Dataset records:

*** Block opens ***

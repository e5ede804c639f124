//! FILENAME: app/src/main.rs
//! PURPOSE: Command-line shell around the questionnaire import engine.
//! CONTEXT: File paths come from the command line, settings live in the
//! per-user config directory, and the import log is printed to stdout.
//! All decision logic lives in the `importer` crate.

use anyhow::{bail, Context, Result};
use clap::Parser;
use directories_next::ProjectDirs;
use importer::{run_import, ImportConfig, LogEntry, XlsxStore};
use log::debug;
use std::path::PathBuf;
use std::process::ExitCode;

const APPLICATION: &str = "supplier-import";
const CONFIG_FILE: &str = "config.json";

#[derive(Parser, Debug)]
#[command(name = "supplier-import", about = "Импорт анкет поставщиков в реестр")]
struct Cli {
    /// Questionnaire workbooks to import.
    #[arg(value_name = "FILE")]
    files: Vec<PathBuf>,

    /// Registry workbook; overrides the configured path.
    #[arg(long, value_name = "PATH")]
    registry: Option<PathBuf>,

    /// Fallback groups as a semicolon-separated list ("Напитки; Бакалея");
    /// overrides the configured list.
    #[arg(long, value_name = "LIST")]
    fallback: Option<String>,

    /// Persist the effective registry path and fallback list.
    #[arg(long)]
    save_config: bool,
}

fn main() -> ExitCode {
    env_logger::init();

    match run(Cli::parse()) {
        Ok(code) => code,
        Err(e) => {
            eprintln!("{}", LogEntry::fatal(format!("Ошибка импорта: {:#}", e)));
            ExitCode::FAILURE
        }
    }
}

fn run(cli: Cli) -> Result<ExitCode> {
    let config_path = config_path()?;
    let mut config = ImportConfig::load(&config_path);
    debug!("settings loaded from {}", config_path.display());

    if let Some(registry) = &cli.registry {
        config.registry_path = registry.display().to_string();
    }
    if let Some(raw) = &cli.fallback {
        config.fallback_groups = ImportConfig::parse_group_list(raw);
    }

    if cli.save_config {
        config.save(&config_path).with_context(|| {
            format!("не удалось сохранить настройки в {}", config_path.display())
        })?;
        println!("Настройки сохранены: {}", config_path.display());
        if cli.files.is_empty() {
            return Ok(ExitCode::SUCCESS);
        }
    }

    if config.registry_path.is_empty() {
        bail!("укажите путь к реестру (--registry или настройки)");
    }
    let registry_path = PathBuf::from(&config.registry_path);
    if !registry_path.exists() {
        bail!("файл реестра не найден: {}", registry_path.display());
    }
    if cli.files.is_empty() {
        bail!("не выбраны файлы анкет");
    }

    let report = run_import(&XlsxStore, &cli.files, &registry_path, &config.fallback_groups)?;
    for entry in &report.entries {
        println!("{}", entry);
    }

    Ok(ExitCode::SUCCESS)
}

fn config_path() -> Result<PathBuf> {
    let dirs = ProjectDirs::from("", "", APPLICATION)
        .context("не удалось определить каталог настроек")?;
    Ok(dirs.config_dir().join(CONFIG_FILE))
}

*** Block closes ***
*** Block opens ***

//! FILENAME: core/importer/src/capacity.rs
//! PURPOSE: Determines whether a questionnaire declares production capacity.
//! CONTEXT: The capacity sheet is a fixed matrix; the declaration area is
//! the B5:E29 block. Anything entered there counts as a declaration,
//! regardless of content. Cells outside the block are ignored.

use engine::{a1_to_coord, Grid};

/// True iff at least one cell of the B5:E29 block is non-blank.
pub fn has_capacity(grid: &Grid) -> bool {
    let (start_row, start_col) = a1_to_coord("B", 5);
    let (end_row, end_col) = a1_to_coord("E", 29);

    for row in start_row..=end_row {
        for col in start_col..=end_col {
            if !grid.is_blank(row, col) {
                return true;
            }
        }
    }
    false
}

*** Block closes ***

What you need to do: Using the records above, filter out every line that lacks the string "from" and copy the rest.

Task output:
//! CONTEXT: File paths come from the command line, settings live in the
    debug!("settings loaded from {}", config_path.display());
    let registry_path = PathBuf::from(&config.registry_path);
    let dirs = ProjectDirs::from("", "", APPLICATION)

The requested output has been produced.